Holborn, London, mid-1960sEvery generation feels that it is moving on the uncharted frontier of time and historians, too, are subject to this insecurity. However, it is some comfort to view the life one has led in a wider social context. It is this that forms the structure of Juliet Gardiner’s brief but absorbing memoir Joining the Dots: a Woman in her Time. Juliet was editor of History Today for several years in the 1980s, when ‘history from below’, Cobb and Ladurie-inspired studies of long-past petits papiers, working-class, black and feminist accounts were all coming to the fore. Although this social and academic evolution is mentioned, almost in passing, towards the end, it is not what the book is about. It is the route by which the author travelled to this point, from her birth, her childhood, her adolescence and precipitously early marriage that constitutes the core of this account, with these personal events placed in the context of wider social history.

The first chapter, ‘A War Baby’, opens with the author’s birth in June 1943 but sidesteps at once into a brief review of the effect of the Second World War on the birth rate (immediate fall soon followed by a sustained rise) and of the difficulties of rearing children during wartime and postwar shortages. Not until the following chapter is it revealed that Juliet was adopted and then we step again into a survey of unmarried motherhood, still very much a taboo in that era. Before welfare benefits, reliable contraception and abortion law reform, infants that mothers could not keep were often handed over to new parents via informal arrangements. It is a world many people are old enough to remember, yet it seems extraordinarily remote, so fundamentally have our moral priorities shifted.

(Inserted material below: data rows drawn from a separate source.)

use std::{env, process::Command};

fn main() {
    // Generate build timestamp
    let build_timestamp = chrono::Utc::now().format("%Y%m%d.%H%M%S").to_string();
    println!("cargo:rustc-env=BUILD_TIMESTAMP={}", build_timestamp);

    let git_hash = get_git_hash().unwrap_or_else(|| "unknown".to_string());
    let git_hash_short = if git_hash.len() >= 7 {
        git_hash[0..7].to_string()
    } else {
        git_hash.clone()
    };
    println!("cargo:rustc-env=GIT_HASH_SHORT={}", git_hash_short);

    // Target platform info
    let target_arch = env::var("CARGO_CFG_TARGET_ARCH").unwrap_or_else(|_| "unknown".to_string());
    let target_os = env::var("CARGO_CFG_TARGET_OS").unwrap_or_else(|_| "unknown".to_string());
    println!("cargo:rustc-env=TARGET_PLATFORM={}-{}", target_arch, target_os);

    let profile = env::var("PROFILE").unwrap_or_else(|_| "unknown".to_string());
    println!("cargo:rustc-env=BUILD_PROFILE={}", profile);

    println!("cargo:rerun-if-changed=.git/HEAD");
    println!("cargo:rerun-if-changed=.git/refs/heads/");
}

fn get_git_hash() -> Option<String> {
    let output = Command::new("git")
        .args(["rev-parse", "HEAD"])
        .output()
        .ok()?;

    if output.status.success() {
        let hash = String::from_utf8(output.stdout).ok()?;
        Some(hash.trim().to_string())
    } else {
        None
    }
}
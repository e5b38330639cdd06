/// Build information captured at compile time
pub struct BuildInfo;

impl BuildInfo {
    /// Get the package version from Cargo.toml
    pub fn version() -> &'static str {
        env!("CARGO_PKG_VERSION")
    }

    /// Get the build timestamp in YYYYMMDD.HHMMSS format
    pub fn build_timestamp() -> &'static str {
        env!("BUILD_TIMESTAMP")
    }

    /// Get the short git commit hash (first 7 characters)
    pub fn git_hash_short() -> &'static str {
        env!("GIT_HASH_SHORT")
    }

    pub fn target_platform() -> &'static str {
        env!("TARGET_PLATFORM")
    }

    pub fn build_profile() -> &'static str {
        env!("BUILD_PROFILE")
    }

    /// Version string shown by `--version`: "<version> (<build timestamp>)"
    pub fn display_version() -> &'static str {
        concat!(env!("CARGO_PKG_VERSION"), " (", env!("BUILD_TIMESTAMP"), ")")
    }

    /// Multi-line summary written at startup and into exported logs
    pub fn detailed_info() -> String {
        format!(
            "Version: {}\nBuild: {}\nCommit: {}\nPlatform: {}\nProfile: {}",
            Self::version(),
            Self::build_timestamp(),
            Self::git_hash_short(),
            Self::target_platform(),
            Self::build_profile()
        )
    }
}
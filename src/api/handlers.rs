//! API Handlers
//!
//! HTTP request handlers exposing the read-through cache.

use std::sync::Arc;

use axum::{
    extract::{Path, State},
    Json,
};

use crate::cache::MemoryCache;
use crate::config::Config;
use crate::document::{Album, DocumentId};
use crate::error::{CacheError, Result};
use crate::models::{
    AlbumResponse, BatchItem, BatchRequest, BatchResponse, HealthResponse, IdsResponse,
    StatsResponse,
};
use crate::read_through::{Lookup, ReadThroughCache, ReadThroughOptions, Source, WarmReport};
use crate::store::DocumentStore;

/// Application state shared across all handlers.
#[derive(Clone)]
pub struct AppState {
    /// Read-through view over the album store
    pub albums: ReadThroughCache<Album>,
    /// Store handle, for id enumeration
    pub store: Arc<dyn DocumentStore<Album>>,
    /// In-memory cache, for stats and the cleanup task
    pub cache: MemoryCache,
}

impl AppState {
    /// Creates a new AppState over the given store and cache.
    pub fn new(
        store: Arc<dyn DocumentStore<Album>>,
        cache: MemoryCache,
        options: ReadThroughOptions,
    ) -> Self {
        let albums = ReadThroughCache::new(store.clone(), Arc::new(cache.clone()), options);
        Self {
            albums,
            store,
            cache,
        }
    }

    /// Creates a new AppState from configuration.
    ///
    /// Builds the in-memory cache with the configured capacity and TTL.
    pub fn from_config(config: &Config, store: Arc<dyn DocumentStore<Album>>) -> Self {
        let cache = MemoryCache::new(config.max_entries);
        Self::new(store, cache, config.read_through_options())
    }
}

/// Handler for GET /albums
pub async fn list_handler(State(state): State<AppState>) -> Result<Json<IdsResponse>> {
    let ids = state.store.list_all_ids().await?;
    Ok(Json(IdsResponse::new(ids)))
}

/// Handler for GET /albums/:id
pub async fn get_handler(
    State(state): State<AppState>,
    Path(id): Path<String>,
) -> Result<Json<AlbumResponse>> {
    let id: DocumentId = id.parse()?;

    match state.albums.get(&id).await? {
        Lookup::Hit(album) => Ok(Json(AlbumResponse::new(id, Source::Cache, album))),
        Lookup::Fetched(album) => Ok(Json(AlbumResponse::new(id, Source::Store, album))),
        Lookup::NotFound => Err(CacheError::NotFound(id.to_string())),
    }
}

/// Handler for POST /albums/batch
///
/// Malformed ids fail in place; every other id is still looked up.
pub async fn batch_handler(
    State(state): State<AppState>,
    Json(req): Json<BatchRequest>,
) -> Result<Json<BatchResponse>> {
    if let Some(error_msg) = req.validate() {
        return Err(CacheError::InvalidRequest(error_msg));
    }

    let parsed: Vec<Result<DocumentId>> = req.ids.iter().map(|raw| raw.parse()).collect();
    let valid: Vec<DocumentId> = parsed
        .iter()
        .filter_map(|p| p.as_ref().ok().copied())
        .collect();
    let mut lookups = state.albums.get_many(&valid).await.into_iter();

    // get_many yields exactly one result per valid id, in order
    let results = req
        .ids
        .into_iter()
        .zip(parsed)
        .filter_map(|(raw, parsed)| {
            let result = match parsed {
                Ok(_) => lookups.next()?,
                Err(err) => Err(err),
            };
            Some(BatchItem::from_result(raw, result))
        })
        .collect();

    Ok(Json(BatchResponse { results }))
}

/// Handler for POST /cache/warm
pub async fn warm_handler(State(state): State<AppState>) -> Result<Json<WarmReport>> {
    Ok(Json(state.albums.warm().await?))
}

/// Handler for GET /stats
pub async fn stats_handler(State(state): State<AppState>) -> Json<StatsResponse> {
    let cache_stats = state.cache.stats().await;
    Json(StatsResponse::new(state.albums.stats(), cache_stats))
}

/// Handler for GET /health
pub async fn health_handler() -> Json<HealthResponse> {
    Json(HealthResponse::healthy())
}

#[cfg(test)]
mod tests {
    use super::*;
    use crate::models::BatchStatus;
    use crate::store::MemoryDocumentStore;
    use std::time::Duration;

    async fn seeded_state() -> (AppState, Vec<DocumentId>) {
        let store = Arc::new(MemoryDocumentStore::new());
        let ids = store.insert_many(Album::samples()).await;
        let state = AppState::new(
            store,
            MemoryCache::new(100),
            ReadThroughOptions::new(Duration::from_secs(60)),
        );
        (state, ids)
    }

    #[tokio::test]
    async fn test_get_handler_miss_then_hit() {
        let (state, ids) = seeded_state().await;

        let first = get_handler(State(state.clone()), Path(ids[0].to_string()))
            .await
            .unwrap();
        assert_eq!(first.source, Source::Store);
        assert_eq!(first.album.title, "Zeit");

        let second = get_handler(State(state), Path(ids[0].to_string()))
            .await
            .unwrap();
        assert_eq!(second.source, Source::Cache);
    }

    #[tokio::test]
    async fn test_get_handler_not_found() {
        let (state, _) = seeded_state().await;

        let result = get_handler(State(state), Path(DocumentId::new().to_string())).await;
        assert!(matches!(result, Err(CacheError::NotFound(_))));
    }

    #[tokio::test]
    async fn test_get_handler_invalid_id() {
        let (state, _) = seeded_state().await;

        let result = get_handler(State(state), Path("nope".to_string())).await;
        assert!(matches!(result, Err(CacheError::InvalidRequest(_))));
    }

    #[tokio::test]
    async fn test_batch_handler_isolates_bad_ids() {
        let (state, ids) = seeded_state().await;
        let req = BatchRequest {
            ids: vec![ids[0].to_string(), "garbage".to_string(), ids[1].to_string()],
        };

        let response = batch_handler(State(state), Json(req)).await.unwrap();
        let statuses: Vec<BatchStatus> = response.results.iter().map(|r| r.status).collect();

        assert_eq!(
            statuses,
            vec![BatchStatus::Fetched, BatchStatus::Error, BatchStatus::Fetched]
        );
        assert_eq!(response.results[1].id, "garbage");
        assert_eq!(response.results[2].album.as_ref().unwrap().artist, "Queen");
    }

    #[tokio::test]
    async fn test_batch_handler_rejects_empty() {
        let (state, _) = seeded_state().await;

        let result = batch_handler(State(state), Json(BatchRequest { ids: Vec::new() })).await;
        assert!(matches!(result, Err(CacheError::InvalidRequest(_))));
    }

    #[tokio::test]
    async fn test_warm_and_stats_handlers() {
        let (state, _) = seeded_state().await;

        let report = warm_handler(State(state.clone())).await.unwrap();
        assert_eq!(report.fetched, 4);

        let stats = stats_handler(State(state)).await;
        assert_eq!(stats.read_through.populates, 4);
        assert_eq!(stats.cache.total_entries, 4);
    }

    #[tokio::test]
    async fn test_list_handler() {
        let (state, ids) = seeded_state().await;

        let response = list_handler(State(state)).await.unwrap();
        assert_eq!(response.count, 4);
        assert_eq!(response.ids[0], ids[0].to_string());
    }

    #[tokio::test]
    async fn test_health_handler() {
        let response = health_handler().await;
        assert_eq!(response.status, "healthy");
    }
}
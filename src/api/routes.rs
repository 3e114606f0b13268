//! API Routes
//!
//! Configures the Axum router with all album endpoints.

use axum::{
    routing::{get, post},
    Router,
};
use tower_http::{
    cors::{Any, CorsLayer},
    trace::TraceLayer,
};

use super::handlers::{
    batch_handler, get_handler, health_handler, list_handler, stats_handler, warm_handler,
    AppState,
};

/// Creates the main router with all endpoints configured.
///
/// # Endpoints
/// - `GET /albums` - List all album ids
/// - `GET /albums/:id` - Read one album through the cache
/// - `POST /albums/batch` - Read many albums through the cache
/// - `POST /cache/warm` - Read every stored album through the cache
/// - `GET /stats` - Read-through and cache statistics
/// - `GET /health` - Health check endpoint
pub fn create_router(state: AppState) -> Router {
    let cors = CorsLayer::new()
        .allow_origin(Any)
        .allow_methods(Any)
        .allow_headers(Any);

    Router::new()
        .route("/albums", get(list_handler))
        .route("/albums/batch", post(batch_handler))
        .route("/albums/:id", get(get_handler))
        .route("/cache/warm", post(warm_handler))
        .route("/stats", get(stats_handler))
        .route("/health", get(health_handler))
        .layer(cors)
        .layer(TraceLayer::new_for_http())
        .with_state(state)
}
//! Cache Statistics Module
//!
//! Counters kept by the in-memory key-value cache.

use serde::Serialize;

// == Cache Stats ==
/// Tracks in-memory cache activity.
#[derive(Debug, Clone, Default, Serialize)]
pub struct CacheStats {
    /// Lookups that found a live entry
    pub hits: u64,
    /// Lookups that found nothing (never set or expired)
    pub misses: u64,
    /// Entries removed because their TTL elapsed
    pub expirations: u64,
    /// Entries removed to make room at capacity
    pub evictions: u64,
    /// Current number of entries in the cache
    pub total_entries: usize,
}

impl CacheStats {
    // == Constructor ==
    /// Creates a new CacheStats with all counters at zero.
    pub fn new() -> Self {
        Self::default()
    }

    // == Hit Rate ==
    /// Calculates the cache hit rate.
    ///
    /// Returns hits / (hits + misses), or 0.0 if no lookups have been made.
    pub fn hit_rate(&self) -> f64 {
        let total = self.hits + self.misses;
        if total == 0 {
            0.0
        } else {
            self.hits as f64 / total as f64
        }
    }

    // == Record Hit ==
    /// Increments the hit counter.
    pub fn record_hit(&mut self) {
        self.hits += 1;
    }

    // == Record Miss ==
    /// Increments the miss counter.
    pub fn record_miss(&mut self) {
        self.misses += 1;
    }

    // == Record Expirations ==
    /// Adds `count` entries dropped because their TTL elapsed.
    pub fn record_expirations(&mut self, count: usize) {
        self.expirations += count as u64;
    }

    // == Record Eviction ==
    /// Increments the eviction counter.
    pub fn record_eviction(&mut self) {
        self.evictions += 1;
    }

    // == Update Entry Count ==
    /// Updates the total entries count.
    pub fn set_total_entries(&mut self, count: usize) {
        self.total_entries = count;
    }
}
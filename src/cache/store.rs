//! Cache Store Module
//!
//! In-memory key-value storage with per-entry TTL and bounded capacity.

use std::collections::HashMap;
use std::time::{Duration, Instant};

use crate::cache::{CacheEntry, CacheStats, MAX_KEY_LENGTH, MAX_VALUE_SIZE};
use crate::error::{CacheError, Result};

// == Cache Store ==
/// Key-value storage whose entries disappear a fixed TTL after being written.
#[derive(Debug)]
pub struct CacheStore {
    /// Key-value storage
    entries: HashMap<String, CacheEntry>,
    /// Activity counters
    stats: CacheStats,
    /// Maximum number of entries allowed
    max_entries: usize,
}

impl CacheStore {
    // == Constructor ==
    /// Creates a new CacheStore holding at most `max_entries` entries.
    pub fn new(max_entries: usize) -> Self {
        Self {
            entries: HashMap::new(),
            stats: CacheStats::new(),
            max_entries,
        }
    }

    // == Set ==
    /// Stores `value` under `key` for `ttl`.
    ///
    /// Overwriting a key restarts its TTL. At capacity, the entry closest to
    /// expiry is evicted to make room.
    pub fn set(&mut self, key: String, value: Vec<u8>, ttl: Duration) -> Result<()> {
        if key.is_empty() {
            return Err(CacheError::InvalidRequest("Key cannot be empty".to_string()));
        }

        if key.len() > MAX_KEY_LENGTH {
            return Err(CacheError::InvalidRequest(format!(
                "Key exceeds maximum length of {} bytes",
                MAX_KEY_LENGTH
            )));
        }

        if value.len() > MAX_VALUE_SIZE {
            return Err(CacheError::InvalidRequest(format!(
                "Value exceeds maximum size of {} bytes",
                MAX_VALUE_SIZE
            )));
        }

        if !self.entries.contains_key(&key) && self.entries.len() >= self.max_entries {
            // Expired entries go first; they are free to drop
            if self.cleanup_expired() == 0 {
                self.evict_soonest_expiring()?;
            }
        }

        self.entries.insert(key, CacheEntry::new(value, ttl));
        self.stats.set_total_entries(self.entries.len());

        Ok(())
    }

    // == Get ==
    /// Returns the bytes stored under `key` if the entry is still live.
    ///
    /// Never-set and expired keys are both reported as `None`. Expired
    /// entries are dropped on access.
    pub fn get(&mut self, key: &str) -> Option<Vec<u8>> {
        let expired = match self.entries.get(key) {
            Some(entry) if !entry.is_expired() => {
                self.stats.record_hit();
                return Some(entry.value.clone());
            }
            Some(_) => true,
            None => false,
        };

        if expired {
            self.entries.remove(key);
            self.stats.record_expirations(1);
            self.stats.set_total_entries(self.entries.len());
        }
        self.stats.record_miss();
        None
    }

    // == TTL ==
    /// Remaining lifetime of a live entry.
    pub fn ttl(&self, key: &str) -> Option<Duration> {
        self.entries
            .get(key)
            .filter(|entry| !entry.is_expired())
            .map(CacheEntry::ttl_remaining)
    }

    // == Stats ==
    /// Returns current cache statistics.
    pub fn stats(&self) -> CacheStats {
        let mut stats = self.stats.clone();
        stats.set_total_entries(self.entries.len());
        stats
    }

    // == Cleanup Expired ==
    /// Removes all expired entries from the cache.
    ///
    /// Returns the number of entries removed.
    pub fn cleanup_expired(&mut self) -> usize {
        let now = Instant::now();
        let before = self.entries.len();
        self.entries.retain(|_, entry| !entry.is_expired_at(now));

        let removed = before - self.entries.len();
        self.stats.record_expirations(removed);
        self.stats.set_total_entries(self.entries.len());
        removed
    }

    fn evict_soonest_expiring(&mut self) -> Result<()> {
        let victim = self
            .entries
            .iter()
            .min_by_key(|(_, entry)| entry.expires_at)
            .map(|(key, _)| key.clone())
            .ok_or_else(|| {
                CacheError::CacheUnavailable("Cache has zero capacity".to_string())
            })?;

        self.entries.remove(&victim);
        self.stats.record_eviction();
        Ok(())
    }

    // == Length ==
    /// Returns the number of stored entries, including expired ones not yet swept.
    pub fn len(&self) -> usize {
        self.entries.len()
    }

    pub fn is_empty(&self) -> bool {
        self.entries.is_empty()
    }
}
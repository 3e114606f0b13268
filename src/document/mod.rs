//! Document Module
//!
//! The records served by the read-through cache and their identifiers.

mod album;
mod id;

pub use album::Album;
pub use id::DocumentId;

use serde::{de::DeserializeOwned, Serialize};

// == Document Trait ==
/// A record retrievable by identifier and cacheable as JSON.
///
/// Documents are never mutated once stored, so a cached copy is always
/// equivalent to the stored one until it expires.
pub trait Document: Serialize + DeserializeOwned + Clone + Send + Sync + 'static {
    /// The identifier assigned by the store, if any.
    fn id(&self) -> Option<DocumentId>;

    /// Stamps the identifier chosen by the store at creation time.
    fn assign_id(&mut self, id: DocumentId);
}
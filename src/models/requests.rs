//! Request DTOs for the album API
//!
//! Defines the structure of incoming HTTP request bodies.

use serde::Deserialize;

/// Largest batch accepted by `POST /albums/batch`
pub const MAX_BATCH_SIZE: usize = 1000;

/// Request body for a batch lookup (POST /albums/batch)
///
/// Ids are kept as raw strings so one malformed id fails only its own slot.
#[derive(Debug, Clone, Deserialize)]
pub struct BatchRequest {
    pub ids: Vec<String>,
}

impl BatchRequest {
    /// Validates the request data
    ///
    /// Returns an error message if validation fails, None if valid.
    pub fn validate(&self) -> Option<String> {
        if self.ids.is_empty() {
            return Some("Batch must contain at least one id".to_string());
        }
        if self.ids.len() > MAX_BATCH_SIZE {
            return Some(format!(
                "Batch exceeds maximum size of {} ids",
                MAX_BATCH_SIZE
            ));
        }
        None
    }
}
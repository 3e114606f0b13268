//! Read-Through Cache - serves documents from a TTL-bounded cache
//!
//! Lookups consult a key-value cache first and fall back to the document
//! store on a miss, writing what they fetched back into the cache.

pub mod api;
pub mod cache;
pub mod config;
pub mod document;
pub mod error;
pub mod models;
pub mod read_through;
pub mod store;
pub mod tasks;

pub use api::AppState;
pub use config::Config;
pub use document::{Album, Document, DocumentId};
pub use error::{CacheError, Result};
pub use read_through::{Lookup, ReadThroughCache, ReadThroughOptions};
pub use tasks::spawn_cleanup_task;
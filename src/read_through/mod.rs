//! Read-Through Module
//!
//! Resolves document identifiers through a TTL-bounded key-value cache,
//! falling back to the document store on a miss and populating the cache
//! with what the store returned.
//!
//! The cache is never authoritative: an absent key only means "unknown",
//! so missing documents are not cached and entries are never deleted here.
//! Expiry is left entirely to the cache's own clock.

mod stats;

#[cfg(test)]
mod property_tests;
#[cfg(test)]
mod test_doubles;

pub use stats::ReadThroughStats;

use std::sync::Arc;
use std::time::Duration;

use futures::future::join_all;
use serde::Serialize;
use tracing::{debug, instrument, warn};

use crate::cache::KeyValueCache;
use crate::document::{Document, DocumentId};
use crate::error::{CacheError, Result};
use crate::store::DocumentStore;
use stats::Counters;

// == Options ==
/// Tuning for a [`ReadThroughCache`].
#[derive(Debug, Clone, Copy, PartialEq, Eq)]
pub struct ReadThroughOptions {
    /// Lifetime of an entry written after a miss
    pub ttl: Duration,
    /// Deadline for a whole lookup (cache check, store fetch, populate)
    pub timeout: Option<Duration>,
}

impl ReadThroughOptions {
    pub fn new(ttl: Duration) -> Self {
        Self { ttl, timeout: None }
    }

    pub fn with_timeout(mut self, timeout: Duration) -> Self {
        self.timeout = Some(timeout);
        self
    }
}

// == Lookup ==
/// Where a returned document came from.
#[derive(Debug, Clone, Copy, PartialEq, Eq, Serialize)]
#[serde(rename_all = "snake_case")]
pub enum Source {
    Cache,
    Store,
}

/// Outcome of a successful lookup.
#[derive(Debug, Clone, PartialEq)]
pub enum Lookup<D> {
    /// Served from a live cache entry
    Hit(D),
    /// Fetched from the store after a miss
    Fetched(D),
    /// The store holds no such document
    NotFound,
}

impl<D> Lookup<D> {
    pub fn found(&self) -> bool {
        !matches!(self, Lookup::NotFound)
    }

    pub fn is_cache_hit(&self) -> bool {
        matches!(self, Lookup::Hit(_))
    }

    pub fn source(&self) -> Option<Source> {
        match self {
            Lookup::Hit(_) => Some(Source::Cache),
            Lookup::Fetched(_) => Some(Source::Store),
            Lookup::NotFound => None,
        }
    }

    pub fn document(&self) -> Option<&D> {
        match self {
            Lookup::Hit(document) | Lookup::Fetched(document) => Some(document),
            Lookup::NotFound => None,
        }
    }

    pub fn into_document(self) -> Option<D> {
        match self {
            Lookup::Hit(document) | Lookup::Fetched(document) => Some(document),
            Lookup::NotFound => None,
        }
    }
}

/// Tally of a [`ReadThroughCache::warm`] pass.
#[derive(Debug, Clone, Default, PartialEq, Eq, Serialize)]
pub struct WarmReport {
    pub requested: usize,
    pub hits: usize,
    pub fetched: usize,
    pub not_found: usize,
    pub failed: usize,
}

// == Read Through Cache ==
/// Serves documents from a key-value cache, reading through to the store
/// on a miss.
///
/// Cheap to clone; clones share the same store, cache and counters. Two
/// concurrent misses on one id may both fetch and both populate, and the
/// last write wins. Documents are immutable, so either copy is correct.
pub struct ReadThroughCache<D: Document> {
    store: Arc<dyn DocumentStore<D>>,
    cache: Arc<dyn KeyValueCache>,
    options: ReadThroughOptions,
    counters: Arc<Counters>,
}

impl<D: Document> Clone for ReadThroughCache<D> {
    fn clone(&self) -> Self {
        Self {
            store: Arc::clone(&self.store),
            cache: Arc::clone(&self.cache),
            options: self.options,
            counters: Arc::clone(&self.counters),
        }
    }
}

impl<D: Document> ReadThroughCache<D> {
    pub fn new(
        store: Arc<dyn DocumentStore<D>>,
        cache: Arc<dyn KeyValueCache>,
        options: ReadThroughOptions,
    ) -> Self {
        Self {
            store,
            cache,
            options,
            counters: Arc::new(Counters::default()),
        }
    }

    pub fn options(&self) -> ReadThroughOptions {
        self.options
    }

    pub fn stats(&self) -> ReadThroughStats {
        self.counters.snapshot()
    }

    // == Get ==
    /// Resolves one identifier.
    ///
    /// # Errors
    /// - `StoreUnavailable` when the cache missed and the store failed
    /// - `Decode` when the cached bytes are not a valid document
    /// - `Timeout` when the configured deadline elapsed
    ///
    /// A cache that cannot be reached is treated as a miss, and a failed
    /// cache write is logged and dropped.
    #[instrument(skip_all, fields(id = %id))]
    pub async fn get(&self, id: &DocumentId) -> Result<Lookup<D>> {
        match self.options.timeout {
            Some(limit) => tokio::time::timeout(limit, self.read_through(id))
                .await
                .map_err(|_| CacheError::Timeout(limit))?,
            None => self.read_through(id).await,
        }
    }

    // == Get Many ==
    /// Resolves every identifier independently, concurrently.
    ///
    /// Results line up with `ids`; a failure for one id never affects the
    /// others.
    pub async fn get_many(&self, ids: &[DocumentId]) -> Vec<Result<Lookup<D>>> {
        join_all(ids.iter().map(|id| self.get(id))).await
    }

    // == Warm ==
    /// Reads every document the store knows about through the cache.
    pub async fn warm(&self) -> Result<WarmReport> {
        let ids = self.store.list_all_ids().await?;
        let mut report = WarmReport {
            requested: ids.len(),
            ..WarmReport::default()
        };

        for result in self.get_many(&ids).await {
            match result {
                Ok(Lookup::Hit(_)) => report.hits += 1,
                Ok(Lookup::Fetched(_)) => report.fetched += 1,
                Ok(Lookup::NotFound) => report.not_found += 1,
                Err(_) => report.failed += 1,
            }
        }

        debug!(?report, "cache warm-up finished");
        Ok(report)
    }

    async fn read_through(&self, id: &DocumentId) -> Result<Lookup<D>> {
        let key = id.cache_key();

        match self.cache.get(&key).await {
            Ok(Some(bytes)) => {
                let document = self.decode(&key, &bytes)?;
                self.counters.record_hit();
                debug!("cache hit");
                return Ok(Lookup::Hit(document));
            }
            Ok(None) => debug!("cache miss"),
            Err(err) => {
                self.counters.record_degraded_read();
                warn!(error = %err, "cache read failed, reading from store");
            }
        }
        self.counters.record_miss();

        let Some(document) = self.store.find_by_id(id).await? else {
            self.counters.record_store_fetch();
            self.counters.record_not_found();
            debug!("document not in store");
            return Ok(Lookup::NotFound);
        };
        self.counters.record_store_fetch();

        self.populate(&key, &document).await;
        Ok(Lookup::Fetched(document))
    }

    fn decode(&self, key: &str, bytes: &[u8]) -> Result<D> {
        serde_json::from_slice(bytes).map_err(|source| {
            self.counters.record_decode_error();
            CacheError::Decode {
                key: key.to_string(),
                source,
            }
        })
    }

    /// Writes the document to the cache; failures never reach the caller.
    async fn populate(&self, key: &str, document: &D) {
        let bytes = match serde_json::to_vec(document) {
            Ok(bytes) => bytes,
            Err(err) => {
                self.counters.record_dropped_populate();
                warn!(error = %err, "failed to encode document, skipping cache write");
                return;
            }
        };

        match self.cache.set_with_ttl(key, bytes, self.options.ttl).await {
            Ok(()) => {
                self.counters.record_populate();
                debug!(ttl = ?self.options.ttl, "cache populated");
            }
            Err(err) => {
                self.counters.record_dropped_populate();
                warn!(error = %err, "cache write failed, dropping");
            }
        }
    }
}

Juliet’s adopters were a childless, lower-middle-class couple in their late forties who told her she was adopted yet refused to give her more information. Only after she was grown-up did she learn from an aunt that her birth-mother had been Italian. This cut-off was considered appropriate at the time and Juliet always tries to be fair to her adoptive parents, but states ‘My adoption was not terribly successful. My mother and I were a disappointment to each other.’ It is shocking to hear that when annoyed with the intellectual cuckoo she had taken into her narrow nest, this mother would indulge in such taunts: ‘If only you knew who your father was.’ After that, ‘her lips would purse into a stony silence leaving me none the wiser as to whether he might have been the Duke of Windsor ... or an American GI ... (as I often fantasised)’.

Unsurprisingly, the cuckoo bolted at 16, into bedsitter-and-waitressing independence, which is the cue for another wedge of social context. They were simpler times than now, with jobs aplenty and cheap rents. A modern cuckoo would risk finding herself on the street and prey to drug dealers. Her parents even sent the police to bring her back, but since she was now adult, and respectably employed and lodged, there was no reason for the Law to interfere.

Juliet was encouraged and protected in her bid for freedom by the future Tory MP George Gardiner, who had been a lecturer at a typing course she had been forced to attend as more suitable provision for female life than further education. It seems a little ironic, by today’s standards, that the following year she married him. Motherhood soon followed, as did life on an up-market Span housing estate in Surrey in the 1960s and 1970s, when an egalitarian society seemed to be arriving. It was also that happy time when a university degree, on which Juliet was now bent, could be had at no cost.

I put down this untypically brief book feeling that there is more to be said on many of the subjects it broaches.

Joining the Dots: a Woman in her Time
Juliet Gardiner
William Collins 194pp £16.99

Gillian Tindall is the author of The Tunnel Through Time (Chatto & Windus, 2016).